Believe it or not, one of the fondest memories of my fifth grade teacher, Mrs. Krause, was forged the last day of school.

Once the school desks where pushed to the side of the room, all the supplies were put up, and the room cleaned from top to bottom, Mrs. Krause called us to the center of the room where we sat down in a large circle. She told us how much she had enjoyed the year getting to know each one of us in her classroom, then presented us each with our own individual award certificate.

Instead of a generic certificate that said something like “great job this year,” Mrs. Krause awarded each student a personalized certificate that showed specifically why that student was special to her. For example, the shyest kid in the class, who gave her a hug every morning when he walked into the classroom, received the “Best Hugger” award. She passed out a “Sleepiest” award to the child who showed up late to school most mornings because she had overslept, and she awarded the “Where Is It?” award to the child who forgot her homework and permission slips most often.
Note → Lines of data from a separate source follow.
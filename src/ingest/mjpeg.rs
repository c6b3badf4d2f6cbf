//! MJPEG frame extraction.
//!
//! The upstream is treated as an unstructured byte stream: frames are found by
//! JPEG SOI/EOI markers, never by multipart boundaries or declared lengths.
//!
//! - `MjpegParser`: pure byte accumulator, chunk in, complete frames out.
//! - `FrameExtractor`: drives a parser from a `Read` source and reports stalls.

use std::collections::VecDeque;
use std::io::{ErrorKind, Read};
use std::time::{Duration, Instant};

use crate::error::RelayError;
use crate::frame::{Frame, EOI, SOI};

/// Hard cap on buffered upstream bytes.
pub const MAX_BUFFER_BYTES: usize = 1024 * 1024;

const READ_CHUNK_BYTES: usize = 8192;

/// Incremental SOI/EOI scanner.
pub struct MjpegParser {
    buffer: Vec<u8>,
    max_buffer: usize,
    /// Where to resume the EOI search when the buffer starts with SOI.
    eoi_scan_from: usize,
}

impl MjpegParser {
    pub fn new() -> Self {
        Self::with_max_buffer(MAX_BUFFER_BYTES)
    }

    pub fn with_max_buffer(max_buffer: usize) -> Self {
        Self {
            buffer: Vec::with_capacity(64 * 1024),
            max_buffer: max_buffer.max(4),
            eoi_scan_from: 2,
        }
    }

    /// Bytes currently held while waiting for a complete frame.
    pub fn buffered(&self) -> usize {
        self.buffer.len()
    }

    /// Append a chunk and return every frame it completes, in stream order.
    pub fn push(&mut self, chunk: &[u8]) -> Vec<Frame> {
        self.buffer.extend_from_slice(chunk);
        let mut frames = Vec::new();
        loop {
            let Some(start) = find_marker(&self.buffer, SOI, 0) else {
                if self.buffer.len() > self.max_buffer {
                    self.keep_recent();
                }
                self.eoi_scan_from = 2;
                break;
            };
            if start > 0 {
                // Resynchronise: anything before SOI is a partial or corrupt frame.
                self.buffer.drain(..start);
                self.eoi_scan_from = 2;
            }

            match find_marker(&self.buffer, EOI, self.eoi_scan_from) {
                Some(eoi) => {
                    let end = eoi + EOI.len();
                    frames.push(Frame::from(&self.buffer[..end]));
                    self.buffer.drain(..end);
                    self.eoi_scan_from = 2;
                }
                None => {
                    if self.buffer.len() > self.max_buffer {
                        self.keep_recent();
                        self.eoi_scan_from = 2;
                    } else {
                        // A marker may straddle the next chunk boundary.
                        self.eoi_scan_from = self.buffer.len().saturating_sub(1).max(2);
                    }
                    break;
                }
            }
        }
        frames
    }

    fn keep_recent(&mut self) {
        let keep = self.max_buffer / 2;
        let drop_len = self.buffer.len().saturating_sub(keep);
        log::debug!(
            "mjpeg buffer over {} bytes without a frame; dropping {} bytes",
            self.max_buffer,
            drop_len
        );
        self.buffer.drain(..drop_len);
    }
}

impl Default for MjpegParser {
    fn default() -> Self {
        Self::new()
    }
}

fn find_marker(buffer: &[u8], marker: [u8; 2], from: usize) -> Option<usize> {
    if from >= buffer.len() {
        return None;
    }
    buffer[from..]
        .windows(2)
        .position(|w| w == marker)
        .map(|pos| pos + from)
}

/// Outcome of one extraction step.
#[derive(Debug)]
pub enum Extracted {
    /// A complete frame; the upstream is healthy.
    Frame(Frame),
    /// Connection still open, but nothing usable arrived within the stall timeout.
    Stalled,
    /// The upstream failed or ended.
    Failed(RelayError),
}

/// Pulls frames out of an upstream byte source.
pub struct FrameExtractor<R> {
    reader: R,
    parser: MjpegParser,
    ready: VecDeque<Frame>,
    stall_timeout: Duration,
    last_progress: Instant,
    chunk: Vec<u8>,
    frames_extracted: u64,
}

impl<R: Read> FrameExtractor<R> {
    pub fn new(reader: R, stall_timeout: Duration) -> Self {
        Self::with_parser(reader, MjpegParser::new(), stall_timeout)
    }

    pub fn with_parser(reader: R, parser: MjpegParser, stall_timeout: Duration) -> Self {
        Self {
            reader,
            parser,
            ready: VecDeque::new(),
            stall_timeout,
            last_progress: Instant::now(),
            chunk: vec![0u8; READ_CHUNK_BYTES],
            frames_extracted: 0,
        }
    }

    /// Reset the stall timer. Called after a frame has been delivered downstream.
    pub fn mark_progress(&mut self) {
        self.last_progress = Instant::now();
    }

    pub fn frames_extracted(&self) -> u64 {
        self.frames_extracted
    }

    /// Block until the next frame, a stall, or an upstream failure.
    pub fn next_frame(&mut self) -> Extracted {
        loop {
            if let Some(frame) = self.ready.pop_front() {
                self.frames_extracted += 1;
                return Extracted::Frame(frame);
            }
            if self.last_progress.elapsed() >= self.stall_timeout {
                return Extracted::Stalled;
            }
            match self.reader.read(&mut self.chunk) {
                Ok(0) => {
                    return Extracted::Failed(RelayError::UpstreamUnavailable(
                        "upstream closed the stream".to_string(),
                    ))
                }
                Ok(read) => {
                    let frames = self.parser.push(&self.chunk[..read]);
                    self.ready.extend(frames);
                }
                Err(err) if err.kind() == ErrorKind::Interrupted => continue,
                Err(err) if matches!(err.kind(), ErrorKind::TimedOut | ErrorKind::WouldBlock) => {
                    return Extracted::Stalled
                }
                Err(err) => {
                    return Extracted::Failed(RelayError::UpstreamUnavailable(format!(
                        "read mjpeg chunk: {}",
                        err
                    )))
                }
            }
        }
    }
}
Although it didn’t take much time for Mrs. Krause to physically create each award—she used a certificate from the local teacher supply store—she did take the time to think of why each child was special, which is a great way to leave a lasting impression from the school year.

How to Create Your Own

This year, consider forming a short list of the things that make each student in your class unique, and then create a special award for each student. Four easy places to start:

1. Purchase a pack of customizable paper certificates like these achievement certificates or this “awesome” award (shown right) from The School Box.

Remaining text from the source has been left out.